It’s always better to actually know the facts before criticizing.
feudi pandola, at 9:56 am EST on December 20, 2005
Funny how the previous writer requests “answers” rather than pondering the question. Ben’s response points to the problem with today’s students, the desire for the answer rather than immersing themselves in the process. Reading a book, really reading it, requires a process of engaging in a “co-creative” moment with the author—a process that is neither immediately satisfying nor productive of answers in the short term and asks for more than memorization.
One solution (here I become a part of the very problem) is to stop always supplying the answers and require our students to read. It is hard to do because we detest the silence when no one has read; we hate the lower grades when they have refused to read. We fear the lower evaluations if we “gasp” force students to read aloud.
In large part..our fear is the problem...
Maria, Assistant Professor, at 9:56 am EST on December 20, 2005
How many times do assistant professors without tenure make a deal with their students to soften requirements because of the fear of the almighty evaluations? Stern teachers often have high evaluations, but the fear of getting bashed is what rules. By tenure time, professors then keep the fear and think their raises will be endangered.
J. Madison Davis, at 10:26 am EST on December 20, 2005
Dennis Ruhl states:"High school education methods have also changed. The theory today is not to require rote memorization of facts but instead teaching people to think. Lacking a factual background they can neither cite facts nor think. An acquaintance of mine even studied Latin in high school in the 1930s. Times have changed.”

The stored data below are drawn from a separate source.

/*
 * Copyright Amazon.com, Inc. or its affiliates. All Rights Reserved.
 * SPDX-License-Identifier: Apache-2.0
 */

use aws_sdk_s3::config::{Credentials, Region};
use aws_types::SdkConfig;

use crate::error::{self, Error};
use crate::types::Visibility;

pub mod loader;

/// Provider name attached to credentials given as a key/secret pair
const STATIC_CREDENTIALS_PROVIDER: &str = "S3DriveStaticCredentials";

/// Configuration for an [`S3Driver`](crate::client::S3Driver)
///
/// A `Config` is immutable once built. Operations never change it.
#[derive(Debug, Clone)]
pub struct Config {
    bucket: String,
    region: Option<String>,
    endpoint: Option<String>,
    visibility: Visibility,
    cdn_url: Option<String>,
    client: aws_sdk_s3::Client,
}

impl Config {
    /// Create a new `Config` builder
    pub fn builder() -> Builder {
        Builder::default()
    }

    /// The bucket every location is resolved against
    pub fn bucket(&self) -> &str {
        &self.bucket
    }

    /// The configured region, if any
    pub fn region(&self) -> Option<&str> {
        self.region.as_deref()
    }

    /// The configured custom endpoint without a trailing `/`, if any.
    ///
    /// `None` means the default Amazon S3 endpoint.
    pub fn endpoint(&self) -> Option<&str> {
        self.endpoint.as_deref()
    }

    /// Visibility of written files when the write does not ask for one
    pub fn visibility(&self) -> Visibility {
        self.visibility
    }

    /// Base URL of a CDN serving the bucket, without a trailing `/`
    pub fn cdn_url(&self) -> Option<&str> {
        self.cdn_url.as_deref()
    }

    /// The Amazon S3 client instance that will be used to send requests to S3.
    pub fn client(&self) -> &aws_sdk_s3::Client {
        &self.client
    }
}

/// Fluent style builder for [Config]
#[derive(Debug, Clone, Default)]
pub struct Builder {
    bucket: Option<String>,
    region: Option<String>,
    endpoint: Option<String>,
    credentials: Option<Credentials>,
    visibility: Option<Visibility>,
    cdn_url: Option<String>,
    force_path_style: Option<bool>,
    sdk_config: Option<SdkConfig>,
    client: Option<aws_sdk_s3::Client>,
}

impl Builder {
    /// The bucket to store files in. Required.
    pub fn bucket(mut self, bucket: impl Into<String>) -> Self {
        self.bucket = Some(bucket.into());
        self
    }

    /// The region of the bucket.
    ///
    /// Default is the region of the shared SDK configuration.
    pub fn region(mut self, region: impl Into<String>) -> Self {
        self.region = Some(region.into());
        self
    }

    /// Send requests to a custom endpoint, e.g. an S3-compatible service.
    pub fn endpoint(mut self, endpoint: impl Into<String>) -> Self {
        self.endpoint = Some(endpoint.into());
        self
    }

    /// Sign requests with a static access key and secret.
    ///
    /// Default is the credential provider chain of the shared SDK configuration.
    pub fn credentials(mut self, key: impl Into<String>, secret: impl Into<String>) -> Self {
        self.credentials = Some(Credentials::new(
            key,
            secret,
            None,
            None,
            STATIC_CREDENTIALS_PROVIDER,
        ));
        self
    }

    /// Sign requests with the given credentials
    pub fn set_credentials(mut self, credentials: Option<Credentials>) -> Self {
        self.credentials = credentials;
        self
    }

    /// Visibility of written files when the write does not ask for one.
    ///
    /// Default is [`Visibility::Private`].
    pub fn visibility(mut self, visibility: Visibility) -> Self {
        self.visibility = Some(visibility);
        self
    }

    /// Base URL of a CDN serving the bucket. Used by
    /// [`get_url`](crate::Driver::get_url) instead of the bucket endpoint.
    pub fn cdn_url(mut self, cdn_url: impl Into<String>) -> Self {
        self.cdn_url = Some(cdn_url.into());
        self
    }

    /// Address the bucket as a path segment instead of a sub-domain (required by most
    /// S3-compatible services).
    pub fn force_path_style(mut self, force_path_style: bool) -> Self {
        self.force_path_style = Some(force_path_style);
        self
    }

    /// The shared SDK configuration the S3 client configuration is derived from.
    pub fn sdk_config(mut self, sdk_config: SdkConfig) -> Self {
        self.sdk_config = Some(sdk_config);
        self
    }

    /// Set an explicit S3 client to use.
    ///
    /// The client is used as-is: region, endpoint, credentials and path style settings of this
    /// builder are not applied to it.
    pub fn client(mut self, client: aws_sdk_s3::Client) -> Self {
        self.client = Some(client);
        self
    }

    /// Consumes the builder and constructs a [`Config`](crate::config::Config)
    pub fn build(self) -> Result<Config, Error> {
        let bucket = self
            .bucket
            .clone()
            .filter(|bucket| !bucket.is_empty())
            .ok_or_else(|| error::invalid_config("a bucket is required"))?;

        let client = match &self.client {
            Some(client) => client.clone(),
            None => {
                let base = self
                    .sdk_config
                    .clone()
                    .unwrap_or_else(|| SdkConfig::builder().build());
                aws_sdk_s3::Client::from_conf(client_config(&base, &self))
            }
        };

        Ok(Config {
            bucket,
            region: self.region,
            endpoint: self.endpoint.map(|e| e.trim_end_matches('/').to_owned()),
            visibility: self.visibility.unwrap_or_default(),
            cdn_url: self.cdn_url.map(|u| u.trim_end_matches('/').to_owned()),
            client,
        })
    }
}

/// Derive the S3 client configuration from the shared SDK configuration and the driver
/// settings. `base` is left untouched.
pub(crate) fn client_config(base: &SdkConfig, settings: &Builder) -> aws_sdk_s3::Config {
    let mut conf = aws_sdk_s3::config::Builder::from(base);

    if let Some(region) = &settings.region {
        conf = conf.region(Region::new(region.clone()));
    }
    if let Some(endpoint) = &settings.endpoint {
        conf = conf.endpoint_url(endpoint);
    }
    if let Some(credentials) = &settings.credentials {
        conf = conf.credentials_provider(credentials.clone());
    }

    conf.force_path_style(settings.force_path_style.unwrap_or_default())
        .build()
}
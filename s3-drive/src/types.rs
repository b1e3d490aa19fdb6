/*
 * Copyright Amazon.com, Inc. or its affiliates. All Rights Reserved.
 * SPDX-License-Identifier: Apache-2.0
 */

use std::collections::HashMap;
use std::fmt;
use std::str::FromStr;
use std::time::{Duration, SystemTime};

use crate::error;

/// Default lifetime of a signed URL
pub(crate) const DEFAULT_SIGNED_URL_EXPIRY: Duration = Duration::from_secs(30 * 60);

/// Who may read a file without credentials.
#[derive(Debug, Clone, Copy, Default, PartialEq, Eq, Hash)]
pub enum Visibility {
    /// Anyone can read the file (`public-read` canned ACL).
    Public,

    /// Only the bucket owner can read the file (`private` canned ACL).
    #[default]
    Private,
}

impl Visibility {
    /// The string form of this visibility, `public` or `private`.
    pub fn as_str(&self) -> &'static str {
        match self {
            Visibility::Public => "public",
            Visibility::Private => "private",
        }
    }
}

impl fmt::Display for Visibility {
    fn fmt(&self, f: &mut fmt::Formatter<'_>) -> fmt::Result {
        f.write_str(self.as_str())
    }
}

impl FromStr for Visibility {
    type Err = error::Error;

    fn from_str(s: &str) -> Result<Self, Self::Err> {
        match s {
            "public" => Ok(Visibility::Public),
            "private" => Ok(Visibility::Private),
            other => Err(error::invalid_config(format!(
                "visibility must be `public` or `private`, got `{other}`"
            ))),
        }
    }
}

/// Content headers of a stored object.
///
/// When writing they are stored with the object. When signing a URL they override the
/// headers of the download response instead.
#[derive(Debug, Clone, Default, PartialEq, Eq)]
pub struct ContentHeaders {
    pub(crate) content_type: Option<String>,
    pub(crate) content_disposition: Option<String>,
    pub(crate) content_encoding: Option<String>,
    pub(crate) content_language: Option<String>,
    pub(crate) cache_control: Option<String>,
}

impl ContentHeaders {
    /// The `Content-Type` header
    pub fn content_type(&self) -> Option<&str> {
        self.content_type.as_deref()
    }

    /// The `Content-Disposition` header
    pub fn content_disposition(&self) -> Option<&str> {
        self.content_disposition.as_deref()
    }

    /// The `Content-Encoding` header
    pub fn content_encoding(&self) -> Option<&str> {
        self.content_encoding.as_deref()
    }

    /// The `Content-Language` header
    pub fn content_language(&self) -> Option<&str> {
        self.content_language.as_deref()
    }

    /// The `Cache-Control` header
    pub fn cache_control(&self) -> Option<&str> {
        self.cache_control.as_deref()
    }

    pub(crate) fn is_empty(&self) -> bool {
        self == &ContentHeaders::default()
    }
}

/// Options applied when writing, copying or moving a file.
#[derive(Debug, Clone, Default, PartialEq, Eq)]
pub struct WriteOptions {
    pub(crate) visibility: Option<Visibility>,
    pub(crate) headers: ContentHeaders,
    pub(crate) extra: HashMap<String, String>,
}

impl WriteOptions {
    /// Create a new `WriteOptions` builder
    pub fn builder() -> WriteOptionsBuilder {
        WriteOptionsBuilder::default()
    }

    /// Visibility override. `None` means the driver's configured default.
    pub fn visibility(&self) -> Option<Visibility> {
        self.visibility
    }

    /// Content headers stored with the object
    pub fn headers(&self) -> &ContentHeaders {
        &self.headers
    }

    /// Provider specific fields
    pub fn extra(&self) -> &HashMap<String, String> {
        &self.extra
    }
}

/// Fluent style builder for [WriteOptions]
#[derive(Debug, Clone, Default)]
pub struct WriteOptionsBuilder {
    inner: WriteOptions,
}

impl WriteOptionsBuilder {
    /// Store the object as [`Visibility::Public`] or [`Visibility::Private`].
    pub fn visibility(mut self, visibility: Visibility) -> Self {
        self.inner.visibility = Some(visibility);
        self
    }

    /// Set the `Content-Type` stored with the object
    pub fn content_type(mut self, value: impl Into<String>) -> Self {
        self.inner.headers.content_type = Some(value.into());
        self
    }

    /// Set the `Content-Disposition` stored with the object
    pub fn content_disposition(mut self, value: impl Into<String>) -> Self {
        self.inner.headers.content_disposition = Some(value.into());
        self
    }

    /// Set the `Content-Encoding` stored with the object
    pub fn content_encoding(mut self, value: impl Into<String>) -> Self {
        self.inner.headers.content_encoding = Some(value.into());
        self
    }

    /// Set the `Content-Language` stored with the object
    pub fn content_language(mut self, value: impl Into<String>) -> Self {
        self.inner.headers.content_language = Some(value.into());
        self
    }

    /// Set the `Cache-Control` stored with the object
    pub fn cache_control(mut self, value: impl Into<String>) -> Self {
        self.inner.headers.cache_control = Some(value.into());
        self
    }

    /// Add a provider specific field.
    ///
    /// `StorageClass`, `ServerSideEncryption`, `SSEKMSKeyId`, `Tagging` and
    /// `WebsiteRedirectLocation` are sent as the request field of the same name. Any other key
    /// is stored as user-defined object metadata (`x-amz-meta-<key>`).
    pub fn extra(mut self, key: impl Into<String>, value: impl Into<String>) -> Self {
        self.inner.extra.insert(key.into(), value.into());
        self
    }

    /// Consumes the builder and constructs [`WriteOptions`]
    pub fn build(self) -> WriteOptions {
        self.inner
    }
}

/// Options for generating a signed URL.
#[derive(Debug, Clone, Default, PartialEq, Eq)]
pub struct SignedUrlOptions {
    pub(crate) headers: ContentHeaders,
    pub(crate) expires_in: Option<Duration>,
}

impl SignedUrlOptions {
    /// Create a new `SignedUrlOptions` builder
    pub fn builder() -> SignedUrlOptionsBuilder {
        SignedUrlOptionsBuilder::default()
    }

    /// Response headers the download will be served with
    pub fn headers(&self) -> &ContentHeaders {
        &self.headers
    }

    /// How long the URL stays valid
    pub fn expires_in(&self) -> Duration {
        self.expires_in.unwrap_or(DEFAULT_SIGNED_URL_EXPIRY)
    }
}

/// Fluent style builder for [SignedUrlOptions]
#[derive(Debug, Clone, Default)]
pub struct SignedUrlOptionsBuilder {
    inner: SignedUrlOptions,
}

impl SignedUrlOptionsBuilder {
    /// Serve the download with this `Content-Type`
    pub fn content_type(mut self, value: impl Into<String>) -> Self {
        self.inner.headers.content_type = Some(value.into());
        self
    }

    /// Serve the download with this `Content-Disposition`
    pub fn content_disposition(mut self, value: impl Into<String>) -> Self {
        self.inner.headers.content_disposition = Some(value.into());
        self
    }

    /// Serve the download with this `Content-Encoding`
    pub fn content_encoding(mut self, value: impl Into<String>) -> Self {
        self.inner.headers.content_encoding = Some(value.into());
        self
    }

    /// Serve the download with this `Content-Language`
    pub fn content_language(mut self, value: impl Into<String>) -> Self {
        self.inner.headers.content_language = Some(value.into());
        self
    }

    /// Serve the download with this `Cache-Control`
    pub fn cache_control(mut self, value: impl Into<String>) -> Self {
        self.inner.headers.cache_control = Some(value.into());
        self
    }

    /// How long the URL stays valid. Default is 30 minutes.
    pub fn expires_in(mut self, expires_in: Duration) -> Self {
        self.inner.expires_in = Some(expires_in);
        self
    }

    /// Consumes the builder and constructs [`SignedUrlOptions`]
    pub fn build(self) -> SignedUrlOptions {
        self.inner
    }
}

/// Metadata of a stored file
#[non_exhaustive]
#[derive(Debug, Clone, PartialEq, Eq)]
pub struct FileStats {
    /// When the object was last modified
    pub modified: SystemTime,

    /// Size in bytes
    pub size: u64,

    /// Always true, object storage has no directories
    pub is_file: bool,

    /// Entity tag of the object
    pub etag: Option<String>,
}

I know my response is anecdotal, but it does speak to the situation: My son is quite privileged—not so much in a socio-economic way (given that I’m probably no “higher” than solidly middle class) but because: 1) he has two parents who, even though divorced, both love learning and have shared that love with him 2) he went to a private K-8 school (to pay for which I had to teach a lot of overtime, in addition to the financial aid he received) whose focus was to instill the love of learning. That school stressed critical thinking skills from kindergarten on (and possibly even in their nursery school, which he didn’t attend because I couldn’t afford it). Yet, at the same time the students learned facts—not through rote memorization, but through activities and assignments that placed those facts in a meaningful (and often fun) context. 3) he attends a high school which offers Honors and AP classes (by the way, including Latin: next year he’ll be taking AP Latin, along with his AP Spanish, AP Physics, AP Calculus).
My son is not alone: many of his friends are like him (though most didn’t go to his private school). Yes, they do tend to be blessed with more raw intelligence; what’s most important, though, is the value that they see in education—not in grade fishing, but in a treasure hunt for knowledge and comprehension.
Besides classes in which debate (construction of solid arguments in which claims are supported by logic and proofs) is a feature, there are many debate clubs in high schools. Students who join these activities often (though I’m sure not always) do so because of their love of argumentation.
Yes, the educational system needs help—far beyond what many call the Every Child Left Behind Act can do. However, the problem doesn’t start in high school. It doesn’t even necessarily start in grade school. It starts in the home culture and in the larger culture (what value is placed on education rather than mere training).
cjo, at 12:38 pm EST on December 20, 2005
“Neither right nor left has yet come to terms with the crisis of literacy and its impact on higher education….It would be facile to blame the universities for the literacy crisis, since it pervades our entire culture at every level. “ Absolutely! It is also incorrect to blame the rest of our public education systems because they are in the same situation. Both sides ignore inherent differences in intellectual ability. The left wants to throw endless steams of money at the problem without accountability while the right wants to hold teachers accountable while giving the students and parents a free pass. If accountability is the issue, then parents and students should be held accountable as well. How is a teacher supposed to teach a student that only gets two hours sleep per night? Things like this happen all the time and the teachers are blamed for the students’ failures. Maybe we should link tax deductions, and other subsidies the government gives parents for education, to their children’s performance in school. Parents are, at least, as responsible as the teachers. Another solution is to start allowing grade school teachers to give honest evaluations and go from there. We also need to get rid of mainstreaming and go back to tracking students who cannot learn in the traditional classroom. They need to know the truth before they waste time and money pursuing a hopeless goal. Students who cannot learn to read, write, or cipher need to know early in their lives that they cannot become doctors. None of this is politically correct so we continue to lie to students about their abilities and performance. Most of them never know what we have done to them and blame everyone else for their failures. Unfortunately, this seems to be what the politicians on both extremes want. It is easier to fix the blame than it is to fix the problem.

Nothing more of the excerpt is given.